Imogen und Ellie sind die beiden Protagonisten in „Das Böse in deinen Augen", aber auch jede einzelne Nebenfigur ist bis ins Detail durchdacht und ausgearbeitet. Hatten Sie einen besonderen Liebling? Und wenn ja, wen und warum?
Meine Lieblingsfigur war Ellie. Genau wie Imogen hatte ich so viel Mitleid mit ihr, dass ich sie am liebsten in die Arme genommen und fest gedrückt hätte, aber ich habe zugleich die Finsternis gespürt, die wie ein Gezeitenstrom in ihr toste. Auch Dan habe ich sehr gemocht. Er erinnert mich an meinen Ehemann, weil er ein wirklich loyaler und liebevoller Mann ist, wie man ihn in der Kriminalliteratur nicht häufig findet!
Sie haben bereits mit elf Jahren angefangen zu schreiben. Um was für ein Werk handelte es sich damals und was hat Sie schon in so jungen Jahren am Schreiben fasziniert?
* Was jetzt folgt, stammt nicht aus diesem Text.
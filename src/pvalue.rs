//! P-values
//!
//! Pure functions turning nonconformity scores and calibration sets into p-values,
//! prediction sets, calibration quantiles and forced-prediction metrics.
use crate::errors::ConformalError;
use crate::utils::{count_at_or_below, count_below, is_non_decreasing, sorted, validate_confidence};
use serde::{Deserialize, Serialize};
use std::collections::{BTreeMap, BTreeSet};

/// Fail on NaN or infinite scores.
pub fn validate_scores(scores: &[f64]) -> Result<(), ConformalError> {
    match scores.iter().find(|s| !s.is_finite()) {
        Some(s) => Err(ConformalError::NonFiniteScore(*s)),
        None => Ok(()),
    }
}

fn empty_calibration_error() -> ConformalError {
    ConformalError::InvalidParameter(
        "calibration set".to_string(),
        "at least one nonconformity score".to_string(),
        "0 scores".to_string(),
    )
}

/// Conformal p-value of `score` against an unsorted calibration set.
///
/// `p = (#{c >= score} + 1) / (n + 1)`, ties counted inclusively.
pub fn p_value(calibration: &[f64], score: f64) -> Result<f64, ConformalError> {
    if calibration.is_empty() {
        return Err(empty_calibration_error());
    }
    validate_scores(calibration)?;
    validate_scores(&[score])?;
    let at_least = calibration.iter().filter(|c| **c >= score).count();
    Ok((at_least + 1) as f64 / (calibration.len() + 1) as f64)
}

/// Sorted, finite calibration scores of one calibrated model.
///
/// Deserialized sets go through [`CalibrationSet::new`], so restored state is
/// validated and sorted the same way as freshly computed scores.
#[derive(Debug, Clone, PartialEq, Serialize, Deserialize)]
#[serde(try_from = "RawCalibrationSet")]
pub struct CalibrationSet {
    scores: Vec<f64>,
}

#[derive(Deserialize)]
struct RawCalibrationSet {
    scores: Vec<f64>,
}

impl TryFrom<RawCalibrationSet> for CalibrationSet {
    type Error = ConformalError;

    fn try_from(raw: RawCalibrationSet) -> Result<Self, Self::Error> {
        CalibrationSet::new(&raw.scores)
    }
}

impl CalibrationSet {
    /// Validate and sort the scores.
    pub fn new(scores: &[f64]) -> Result<Self, ConformalError> {
        if scores.is_empty() {
            return Err(empty_calibration_error());
        }
        validate_scores(scores)?;
        Ok(CalibrationSet { scores: sorted(scores) })
    }

    pub fn len(&self) -> usize {
        self.scores.len()
    }

    pub fn is_empty(&self) -> bool {
        self.scores.is_empty()
    }

    /// Scores in ascending order.
    pub fn scores(&self) -> &[f64] {
        &self.scores
    }

    /// Number of calibration scores greater than or equal to `score`.
    pub fn count_at_least(&self, score: f64) -> usize {
        self.scores.len() - count_below(&self.scores, score)
    }

    pub fn p_value(&self, score: f64) -> Result<f64, ConformalError> {
        validate_scores(&[score])?;
        Ok((self.count_at_least(score) + 1) as f64 / (self.scores.len() + 1) as f64)
    }

    /// The `ceil((n + 1) * confidence)`-th smallest score, infinite when that rank exceeds `n`.
    pub fn quantile(&self, confidence: f64) -> Result<f64, ConformalError> {
        validate_confidence(confidence)?;
        let n = self.scores.len();
        let rank = ((n + 1) as f64 * confidence).ceil() as usize;
        if rank > n {
            Ok(f64::INFINITY)
        } else {
            Ok(self.scores[rank.max(1) - 1])
        }
    }

    /// Quantiles for several confidences, which must come out non-decreasing.
    pub fn quantiles(&self, confidences: &[f64]) -> Result<Vec<f64>, ConformalError> {
        let mut order: Vec<usize> = (0..confidences.len()).collect();
        order.sort_by(|a, b| confidences[*a].total_cmp(&confidences[*b]));
        let qs = confidences
            .iter()
            .map(|c| self.quantile(*c))
            .collect::<Result<Vec<f64>, ConformalError>>()?;
        let ordered: Vec<f64> = order.iter().map(|i| qs[*i]).collect();
        if !is_non_decreasing(&ordered) {
            return Err(ConformalError::DataValidation(
                "calibration quantiles decrease with increasing confidence".to_string(),
            ));
        }
        Ok(qs)
    }

    /// Largest confidence whose quantile does not exceed `score`: `#{c <= score} / (n + 1)`.
    pub fn confidence_for_score(&self, score: f64) -> f64 {
        if score.is_nan() {
            return 0.0;
        }
        count_at_or_below(&self.scores, score) as f64 / (self.scores.len() + 1) as f64
    }
}

/// Labels whose p-value exceeds `1 - confidence`.
pub fn prediction_set(pvalues: &BTreeMap<i32, f64>, confidence: f64) -> Result<BTreeSet<i32>, ConformalError> {
    validate_confidence(confidence)?;
    Ok(labels_above(pvalues, 1.0 - confidence))
}

/// Labels whose p-value exceeds the significance level.
pub fn prediction_set_at_significance(
    pvalues: &BTreeMap<i32, f64>,
    significance: f64,
) -> Result<BTreeSet<i32>, ConformalError> {
    if significance.is_nan() || !(0.0..1.0).contains(&significance) {
        return Err(ConformalError::InvalidParameter(
            "significance".to_string(),
            "real value within [0, 1)".to_string(),
            significance.to_string(),
        ));
    }
    Ok(labels_above(pvalues, significance))
}

fn labels_above(pvalues: &BTreeMap<i32, f64>, threshold: f64) -> BTreeSet<i32> {
    pvalues
        .iter()
        .filter(|(_, p)| **p > threshold)
        .map(|(l, _)| *l)
        .collect()
}

/// Label with the largest p-value, the smallest label winning ties.
pub fn forced_prediction(pvalues: &BTreeMap<i32, f64>) -> Option<i32> {
    pvalues
        .iter()
        .fold(None, |best: Option<(i32, f64)>, (l, p)| match best {
            Some((_, bp)) if bp >= *p => best,
            _ => Some((*l, *p)),
        })
        .map(|(l, _)| l)
}

/// Largest p-value.
pub fn credibility(pvalues: &BTreeMap<i32, f64>) -> Option<f64> {
    pvalues.values().copied().reduce(f64::max)
}

/// One minus the second largest p-value, `1.0` for a single label.
pub fn confidence(pvalues: &BTreeMap<i32, f64>) -> Option<f64> {
    if pvalues.is_empty() {
        return None;
    }
    let mut ps: Vec<f64> = pvalues.values().copied().collect();
    ps.sort_by(|a, b| b.total_cmp(a));
    Some(1.0 - ps.get(1).copied().unwrap_or(0.0))
}

#[cfg(test)]
mod tests {
    use super::*;

    #[test]
    fn test_p_value_example() {
        let cal = vec![0.1, 0.2, 0.3, 0.4, 0.5];
        let p = p_value(&cal, 0.35).unwrap();
        assert!((p - 0.5).abs() < 1e-12);
        let set = CalibrationSet::new(&cal).unwrap();
        assert!((set.p_value(0.35).unwrap() - 0.5).abs() < 1e-12);
    }

    #[test]
    fn test_ties_are_inclusive() {
        let set = CalibrationSet::new(&[0.2, 0.2, 0.2]).unwrap();
        assert_eq!(set.p_value(0.2).unwrap(), 1.0);
        assert_eq!(set.p_value(0.3).unwrap(), 0.25);
    }

    #[test]
    fn test_empty_and_non_finite_calibration() {
        let err = p_value(&[], 0.1).unwrap_err();
        assert!(err.is_configuration());
        assert!(matches!(
            CalibrationSet::new(&[0.1, f64::NAN]),
            Err(ConformalError::NonFiniteScore(_))
        ));
    }

    #[test]
    fn test_deserialized_set_is_validated() {
        let set: CalibrationSet = serde_json::from_str(r#"{"scores":[0.5,0.1,0.3]}"#).unwrap();
        assert_eq!(set.scores(), &[0.1, 0.3, 0.5]);
        assert!((set.p_value(0.2).unwrap() - 0.75).abs() < 1e-12);
        assert!(serde_json::from_str::<CalibrationSet>(r#"{"scores":[]}"#).is_err());
        let round_trip: CalibrationSet = serde_json::from_str(&serde_json::to_string(&set).unwrap()).unwrap();
        assert_eq!(round_trip, set);
    }

    #[test]
    fn test_prediction_set() {
        let pvalues: BTreeMap<i32, f64> = vec![(0, 0.8), (1, 0.04)].into_iter().collect();
        let all: Vec<i32> = prediction_set(&pvalues, 0.99).unwrap().into_iter().collect();
        assert_eq!(all, vec![0, 1]);
        let one: Vec<i32> = prediction_set(&pvalues, 0.5).unwrap().into_iter().collect();
        assert_eq!(one, vec![0]);
        assert!(prediction_set(&pvalues, 0.1).unwrap().is_empty());
        assert!(prediction_set(&pvalues, 0.0).is_err());

        let all_sig = prediction_set_at_significance(&pvalues, 0.0).unwrap();
        assert_eq!(all_sig.len(), 2);
        assert!(prediction_set_at_significance(&pvalues, 0.99).unwrap().len() <= 1);
    }

    #[test]
    fn test_quantile() {
        let set = CalibrationSet::new(&[0.5, 0.1, 0.4, 0.2, 0.3]).unwrap();
        // (n + 1) * 0.5 = 3 -> third smallest
        assert_eq!(set.quantile(0.5).unwrap(), 0.3);
        assert_eq!(set.quantile(0.8).unwrap(), 0.5);
        assert!(set.quantile(0.9).unwrap().is_infinite());
        assert_eq!(set.quantile(0.01).unwrap(), 0.1);
        assert!(set.quantile(0.0).is_err());
        let qs = set.quantiles(&[0.9, 0.5, 0.8]).unwrap();
        assert_eq!(qs[1], 0.3);
    }

    #[test]
    fn test_confidence_for_score_inverts_quantile() {
        let set = CalibrationSet::new(&[0.1, 0.2, 0.3, 0.4, 0.5]).unwrap();
        let c = set.confidence_for_score(0.35);
        assert!((c - 0.5).abs() < 1e-12);
        assert!(set.quantile(c).unwrap() <= 0.35);
        assert_eq!(set.confidence_for_score(0.05), 0.0);
    }

    #[test]
    fn test_forced_prediction_metrics() {
        let pvalues: BTreeMap<i32, f64> = vec![(0, 0.3), (1, 0.9), (2, 0.1)].into_iter().collect();
        assert_eq!(forced_prediction(&pvalues), Some(1));
        assert_eq!(credibility(&pvalues), Some(0.9));
        assert!((confidence(&pvalues).unwrap() - 0.7).abs() < 1e-12);
        assert_eq!(forced_prediction(&BTreeMap::new()), None);
    }
}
Damals habe ich romantische Liebesgeschichten über und für Teenager geschrieben, die nur niemals fertig wurden. Ich habe das Ende nicht hinbekommen; das mit dem ‚Und sie lebten glücklich und zufrieden bis an ihr Lebensende' kann ich nämlich nicht gerade gut. Neulich habe ich eine Kurzgeschichte gefunden, die ich mal für den Englischunterricht schreiben musste, und das war ein Thriller über einen Serienmörder, der eine ganz unerwartete und abgefahrene Wendung nimmt.
Was hat Sie veranlasst, Thriller zu schreiben?
Ich lese sehr gern Thriller, und ich liebe Rätsel und mag es, Puzzleteile zusammenzufügen. Ich habe versucht, andere Dinge zu schreiben, aber irgendjemand lügt immer bei mir, und bei mir stirbt auch immer jemand.
Sie haben zwei noch sehr kleine Kinder. Wie kommen Sie da überhaupt zum Schreiben?
Dazu kommt man nicht, die Zeit, die man dafür braucht, muss man sich nehmen! Ich habe seit August des vergangenen Jahres das Glück, hauptberuflich schreiben zu können, was enorm geholfen hat – woher ich mir die Zeit vorher genommen habe, weiß ich ehrlich gesagt nicht.
Sie haben Psychologie studiert. Ist das Fachwissen hilfreich beim Schreiben oder ist es zuweilen auch hinderlich?
Gute Frage! Ich glaube, ein psychologischer Hintergrund ist hilfreich, um Figuren und ihre Beweggründe zu verstehen. Überdies hilft er ein Interesse dafür zu entwickeln, wie der menschliche Verstand arbeitet und das hat wiederum zur Folge, dass die Personen glaubhaft werden und bleiben.
Zum Schluss die Frage aller Fragen: Arbeiten Sie bereits an einem neuen Buch und wenn ja, worauf dürfen Ihre Fans sich freuen?
Mein nächstes Buch heißt ‚The Night She Died', und darin geht es um eine Frau, die in ihrer Hochzeitsnacht stirbt, und ihre beste Freundin und ihr Ehemann stellen fest, dass sie nicht der Mensch ist, für den man sie gehalten hat.